_Information_:

//! Periodic supervision of guide sessions.
//!
//! Polling is the only path that finishes a brake and the only path that
//! enforces deadlines. Axes are advanced independently.

use super::controller::GuideController;
use crate::core::{Axis, GuideAction, TickSource, TransitionCause};
use crate::hal::{AxisActuator, MountPosition, TrackingRates};
use tracing::debug;

impl<A, P, R, C> GuideController<A, P, R, C>
where
    A: AxisActuator,
    P: MountPosition,
    R: TrackingRates,
    C: TickSource,
{
    /// Advance both axes. Call once per control tick.
    pub fn poll(&mut self) {
        for axis in Axis::ALL {
            self.poll_axis(axis);
        }
    }

    /// Advance one axis: confirm a finished brake, or stop an expired guide.
    pub fn poll_axis(&mut self, axis: Axis) {
        let now = self.now();
        let guided = self.guided_mut(axis);

        if guided.session.action().is_stopping() && !guided.actuator.is_auto_slew_active() {
            if guided.session.confirm_stopped() {
                debug!(%axis, "guide brake complete");
                self.record(
                    axis,
                    GuideAction::Break,
                    GuideAction::None,
                    now,
                    TransitionCause::BrakeComplete,
                );
                self.recompute_tracking();
            }
        } else if guided.session.is_expired(now) {
            debug!(%axis, deadline = guided.session.deadline().as_millis(), "guide timed out");
            self.stop_with(axis, TransitionCause::Timeout);
        }
    }
}

#[cfg(test)]
mod tests {
    use crate::core::{Axis, GuideAction, GuideRateSelect, MountState, TransitionCause};
    use crate::testing::test_controller;

    #[test]
    fn brake_waits_for_actuator() {
        let mut controller = test_controller();
        controller
            .start(
                Axis::Axis1,
                GuideAction::Forward,
                GuideRateSelect::EightX,
                0,
                &MountState::default(),
            )
            .unwrap();
        controller.stop(Axis::Axis1);

        controller.poll();
        assert_eq!(controller.session(Axis::Axis1).action(), GuideAction::Break);

        controller.actuator_mut(Axis::Axis1).finish_slew();
        controller.poll();
        assert!(controller.session(Axis::Axis1).is_idle());
        assert_eq!(controller.tracking().recompute_count(), 1);
        assert_eq!(
            controller.history().last().map(|t| t.cause),
            Some(TransitionCause::BrakeComplete)
        );
    }

    #[test]
    fn offset_guide_times_out_directly_to_idle() {
        let mut controller = test_controller();
        controller
            .start(
                Axis::Axis2,
                GuideAction::Forward,
                GuideRateSelect::OneX,
                250,
                &MountState::default(),
            )
            .unwrap();

        controller.clock().advance(249);
        controller.poll();
        assert!(controller.session(Axis::Axis2).is_guiding());

        controller.clock().advance(1);
        controller.poll();
        assert!(controller.session(Axis::Axis2).is_idle());
        assert_eq!(controller.session(Axis::Axis2).offset_rate(), 0.0);
        assert_eq!(
            controller.history().last().map(|t| t.cause),
            Some(TransitionCause::Timeout)
        );
    }

    #[test]
    fn idle_axes_are_left_alone() {
        let mut controller = test_controller();
        controller.clock().advance(10_000);
        controller.poll();

        assert!(controller.is_idle());
        assert!(controller.history().is_empty());
        assert_eq!(controller.tracking().recompute_count(), 0);
    }
}
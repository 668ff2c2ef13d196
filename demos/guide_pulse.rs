//! Guide Pulse Walkthrough
//!
//! This demo drives the guide controller with in-memory collaborators.
//!
//! Key concepts:
//! - Offset-mode pulses at guide rates up to 2x
//! - Slew-mode nudges with an asynchronous brake
//! - Deadlines enforced by the control-tick poll
//! - Admission checks rejecting unsafe requests
//!
//! Run with: cargo run --example guide_pulse

use mount_guide::core::{Axis, GuideAction, GuideRateSelect, MountState};
use mount_guide::testing::test_controller;

fn main() {
    println!("=== Guide Pulse Walkthrough ===\n");

    let mut controller = test_controller();
    let mount = MountState::default();

    // Autoguider correction: 0.5x west for 400 ms
    controller
        .start(
            Axis::Axis1,
            GuideAction::Reverse,
            GuideRateSelect::Half,
            400,
            &mount,
        )
        .unwrap();
    println!(
        "Pulse started: axis1 offset {:+.2}x",
        controller.session(Axis::Axis1).offset_rate()
    );

    for _ in 0..4 {
        controller.clock().advance(100);
        controller.poll();
    }
    println!(
        "After 400 ms: axis1 is {}\n",
        controller.session(Axis::Axis1).action().name()
    );

    // Hand-controller nudge: 20x north until released
    controller
        .start(
            Axis::Axis2,
            GuideAction::Forward,
            GuideRateSelect::TwentyX,
            0,
            &mount,
        )
        .unwrap();
    println!("Nudge started: axis2 mode {:?}", controller.session(Axis::Axis2).mode());

    controller.stop(Axis::Axis2);
    println!(
        "Button released: axis2 is {}",
        controller.session(Axis::Axis2).action().name()
    );

    controller.actuator_mut(Axis::Axis2).finish_slew();
    controller.poll();
    println!(
        "Slew decelerated: axis2 is {}\n",
        controller.session(Axis::Axis2).action().name()
    );

    // Requests are refused while parked
    let parked = MountState {
        parked: true,
        ..mount
    };
    match controller.start(
        Axis::Axis1,
        GuideAction::Forward,
        GuideRateSelect::OneX,
        0,
        &parked,
    ) {
        Ok(()) => println!("Unexpectedly accepted"),
        Err(error) => println!("Refused while parked: {}", error),
    }

    println!("\nTransition history:");
    for transition in controller.history().transitions() {
        println!(
            "  t={:>4} ms  {}  {} -> {} ({:?})",
            transition.at.as_millis(),
            transition.axis,
            transition.from.name(),
            transition.to.name(),
            transition.cause
        );
    }

    println!("\nStatus: {}", controller.status().to_json().unwrap());

    println!("\n=== Demo Complete ===");
}
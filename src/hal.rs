//! Collaborator interfaces the guide controller drives.
//!
//! Step generation, coordinate transforms and tracking-rate composition live
//! outside this crate. The controller reaches them only through these traits,
//! which keeps it testable on the host with the mocks in [`crate::testing`].

use crate::core::{Coordinate, Direction, MountType};
use serde::{Deserialize, Serialize};

/// Per-axis motion layer.
pub trait AxisActuator {
    /// Driver or motor fault reported by the axis hardware.
    fn has_fault(&self) -> bool;

    /// Axis-level motion error (stall, following error, limit sense).
    fn has_motion_error(&self) -> bool;

    /// Cap the frequency of subsequent automatic slews, in radians per second.
    fn set_max_slew_frequency(&mut self, radians_per_second: f64);

    fn start_auto_slew(&mut self, direction: Direction);

    /// Ask an automatic slew to decelerate to a stop. Does not block.
    fn request_auto_slew_stop(&mut self);

    fn is_auto_slew_active(&self) -> bool;

    /// Raw actuator position, used as the axis2 coordinate on tangent-arm mounts.
    fn instrument_coordinate(&self) -> f64;
}

/// Coordinate transform and position model.
pub trait MountPosition {
    /// Recompute the current position from the axis counts.
    fn refresh_position(&mut self);

    /// Fill in horizon coordinates for the current position.
    fn convert_equatorial_to_horizon(&mut self);

    fn current(&self) -> Coordinate;

    fn mount_type(&self) -> MountType;
}

/// Offsets (sidereal multipliers) currently requested by both guide sessions.
#[derive(Clone, Copy, PartialEq, Debug, Default, Serialize, Deserialize)]
pub struct GuideOffsets {
    pub axis1: f64,
    pub axis2: f64,
}

/// Tracking-rate compositor.
pub trait TrackingRates {
    /// Recompute drive frequencies with the given guide offsets applied.
    fn recompute_tracking_rates(&mut self, offsets: GuideOffsets);
}
//! Configuration error types.

use thiserror::Error;

/// A single problem found while validating a guide configuration.
#[derive(Debug, Clone, Error, PartialEq)]
pub enum ConfigViolation {
    #[error("{name} range is empty (min {min}° >= max {max}°)")]
    EmptyRange { name: &'static str, min: f64, max: f64 },

    #[error("{name} ({value}°) must be within {low}°..={high}°")]
    OutOfRange {
        name: &'static str,
        value: f64,
        low: f64,
        high: f64,
    },
}

/// Errors that can occur when loading a guide configuration
#[derive(Debug, Error)]
pub enum ConfigError {
    /// JSON could not be parsed into a configuration
    #[error("Failed to parse guide configuration: {0}")]
    Parse(String),

    /// Configuration parsed but failed validation
    #[error("Invalid guide configuration: {}", format_violations(.0))]
    Invalid(Vec<ConfigViolation>),
}

fn format_violations(violations: &[ConfigViolation]) -> String {
    violations
        .iter()
        .map(ToString::to_string)
        .collect::<Vec<_>>()
        .join("; ")
}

_Problem to solve_: Examine the listing line by line and give the number of lines where "AxisActuator" occurs, with nothing added.

_Your response_: 3